11 Comments Add your own

  • 1. melissaz  |  June 4, 2008 at 6:56 pm

    I can see why you say none of your talk would be “small”.

    And I think you are right about comfort not really being the point. Life is what it is, and you have to live it, whether or not it is in your zone.

  • 2. joannmski  |  June 4, 2008 at 7:08 pm

    What a lot of change you have been through! This exciting life.

    I am glad you got comfortable. I am too shy to go to mom mixers.

  • 3. anniegirl1138  |  June 4, 2008 at 8:12 pm

    I can’t small talk either. When I do, I run out of steam or active interest very quickly. Personally, I like “big” talk.

  • 4. Florinda  |  June 4, 2008 at 8:33 pm

    I’m not comfortable with small talk among strangers either, and it’s comforting to know it’s not just me. Great post.

  • 5. Gwen  |  June 4, 2008 at 9:40 pm

    Is there a person comfortable with small talk? This is what I tell myself at times, like today, at a school event, where I felt the same awkward way I always do. It’s easy to assume that everyone else is feeling just fine, but if I look closely, I realize most of them are as lost as me.

    I’m a missionary kid (living in a Chicago suburb, oh the irony!), so I understand all the dislocations that living overseas and coming back can bring.

  • 6. noelle  |  June 4, 2008 at 9:43 pm

    Proud of you! Comfort is not always what is cracked up to be–I love that you are not allowing yourself to stay in your “zone” but growing and opening up to more. If we were all honest–none of us like “get to know mixers” but with out them we would all remain strangers. Considering all that you have been through–I think God is doing a great Work in and with you.

    Proud of you!!

  • 7. Julie Pippert  |  June 5, 2008 at 12:24 pm

    What an incredible answer to the topic—how language connects and disconnects us from comfort to discomfort.

    Your story and writing are incredible in this post. It reminds me of something I noticed by high school: I always ended up making friends with the Elsewhere people. It’s because we had all been pulled from or stepped out of our comfort zone, and once your horizons are broadened, there is no going back. It doesn’t mean the other people weren’t great, but when it came to truly relating, it seemed easier with Elsewheres.

    I think you talk as you talk, even if that means it is big, and in that bunch or somewhere is likely to be someone who appreciates that and joins you. I don’t think you need to limit yourself to small.
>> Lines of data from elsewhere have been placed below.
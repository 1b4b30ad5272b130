//! Action invokers — one procedure per supported action.
//!
//! Each invoker builds a prompt from an event (and its rule), asks the
//! generation service for an object matching a declared schema, decodes it
//! into a typed output and returns an [`Envelope`].

mod categorize;
mod draft_response;
mod validate;

pub use categorize::CategorizeOutput;
pub use draft_response::DraftOutput;
pub use validate::ValidationOutput;

use serde::Serialize;
use serde::de::DeserializeOwned;

use autoflow_domain::error::AutoflowError;
use autoflow_domain::event::DomainEvent;
use autoflow_domain::rule::AutomationRule;

use crate::dispatch::Invoker;
use crate::ports::{
    GenerationRequest, GenerationService, KnowledgeArticleRepository, KnowledgeQueryRepository,
};

/// Transient pairing of the triggering event and the generated object.
///
/// Never persisted as such; the recorder unpacks it into an execution.
#[derive(Debug, Clone, PartialEq)]
pub struct Envelope {
    pub trigger: serde_json::Value,
    pub data: serde_json::Value,
}

/// Tunables for the invokers.
#[derive(Debug, Clone)]
pub struct InvokerSettings {
    /// How many articles `draft_response` loads.
    pub article_limit: usize,
    /// How many of those are embedded into the prompt.
    pub article_excerpts: usize,
    /// Excerpt length in characters.
    pub excerpt_chars: usize,
}

impl Default for InvokerSettings {
    fn default() -> Self {
        Self {
            article_limit: 10,
            article_excerpts: 3,
            excerpt_chars: 500,
        }
    }
}

/// Runs invokers against the ports they need.
pub struct Invokers<'a, QR, AR, G> {
    queries: &'a QR,
    articles: &'a AR,
    generation: &'a G,
    settings: &'a InvokerSettings,
}

impl<'a, QR, AR, G> Invokers<'a, QR, AR, G>
where
    QR: KnowledgeQueryRepository + Sync,
    AR: KnowledgeArticleRepository + Sync,
    G: GenerationService + Sync,
{
    pub fn new(
        queries: &'a QR,
        articles: &'a AR,
        generation: &'a G,
        settings: &'a InvokerSettings,
    ) -> Self {
        Self {
            queries,
            articles,
            generation,
            settings,
        }
    }

    /// Run `invoker` for one event of `rule`.
    ///
    /// # Errors
    ///
    /// - [`AutoflowError::EventMismatch`] if the event kind does not fit the invoker
    /// - [`AutoflowError::Generation`] if the generation service fails
    /// - [`AutoflowError::InvalidOutput`] if the generated object has the wrong shape
    /// - storage errors from article loading or query write-back
    #[tracing::instrument(
        skip_all,
        fields(rule = %rule.name, invoker = %invoker, event = event.kind())
    )]
    pub async fn invoke(
        &self,
        invoker: Invoker,
        rule: &AutomationRule,
        event: &DomainEvent,
    ) -> Result<Envelope, AutoflowError> {
        match (invoker, event) {
            (Invoker::Categorize, DomainEvent::Query(query)) => {
                categorize::run(self.generation, self.queries, rule, query).await
            }
            (Invoker::DraftResponse, DomainEvent::Query(query)) => {
                draft_response::run(self.generation, self.articles, self.settings, rule, query)
                    .await
            }
            (Invoker::Validate, DomainEvent::Workflow(workflow)) => {
                validate::run(self.generation, rule, workflow).await
            }
            (invoker, event) => Err(AutoflowError::EventMismatch {
                invoker: invoker.as_str(),
                event: event.kind(),
            }),
        }
    }
}

/// Ask the generation service and decode the answer into `T`.
///
/// Returns the typed output together with its normalized JSON form, which
/// is what ends up in the envelope.
async fn generate_as<G, T>(
    generation: &G,
    request: GenerationRequest,
) -> Result<(T, serde_json::Value), AutoflowError>
where
    G: GenerationService + Sync,
    T: DeserializeOwned + Serialize,
{
    let raw = generation.generate(request).await?;
    let output: T = serde_json::from_value(raw).map_err(AutoflowError::InvalidOutput)?;
    let normalized = serde_json::to_value(&output).map_err(AutoflowError::InvalidOutput)?;
    Ok((output, normalized))
}

/// Extra context lines taken from the rule, appended to every prompt.
fn rule_context(rule: &AutomationRule) -> String {
    let mut context = String::new();
    if let Some(agent) = &rule.target_agent {
        context.push_str("\nTarget agent: ");
        context.push_str(agent);
    }
    if let Some(condition) = &rule.condition {
        context.push_str("\nCondition: ");
        context.push_str(&condition.to_string());
    }
    if let Some(instructions) = rule.config.get("instructions").and_then(|v| v.as_str()) {
        context.push_str("\nAdditional instructions: ");
        context.push_str(instructions);
    }
    context
}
Sometimes, all it takes is someone who has been outside the box to pull down the edges and others eagerly crawl out. It doesn’t have to be overdone, just done, sometimes.

    You’ve had a lot of experience and adventure, so glad you shared it!

  • 8. ukrainemom  |  June 5, 2008 at 2:25 pm

    Julie, thank you! You bring up an excellent point. Usually when I do talk big talk with people, there is always someone who joins in. And we experience a deeper communication, hence a better connection.

    Great reminder!

  • 9. jooleebrooks  |  June 5, 2008 at 5:03 pm

    you got the written language down pat.

  • 10. TheRamblingHousewife  |  June 6, 2008 at 12:15 pm

    Great post.

    You’re really doing such a great job on this Hump Day Hmms. . . .

    I’m enjoying the series.

    So perceptive.

  • 11. amyeg  |  June 11, 2008 at 5:17 pm

    I really like this post. I hated small talk for a long time, then I became a bartender and had to learn it. 🙂 Now I’m a really good small talker… the secret is to leave a lot out and lie a little to fill in gaps. Like, “Oh, I think I know where that is,” that’s a lie, or, “Yeah I went to that school but I transferred,” which is so general as to convey nearly nothing. Haha. I guess that’s how I roll.

    Sorry to be so flippant. In life. 🙂 Love the post. Hope to see you tonight.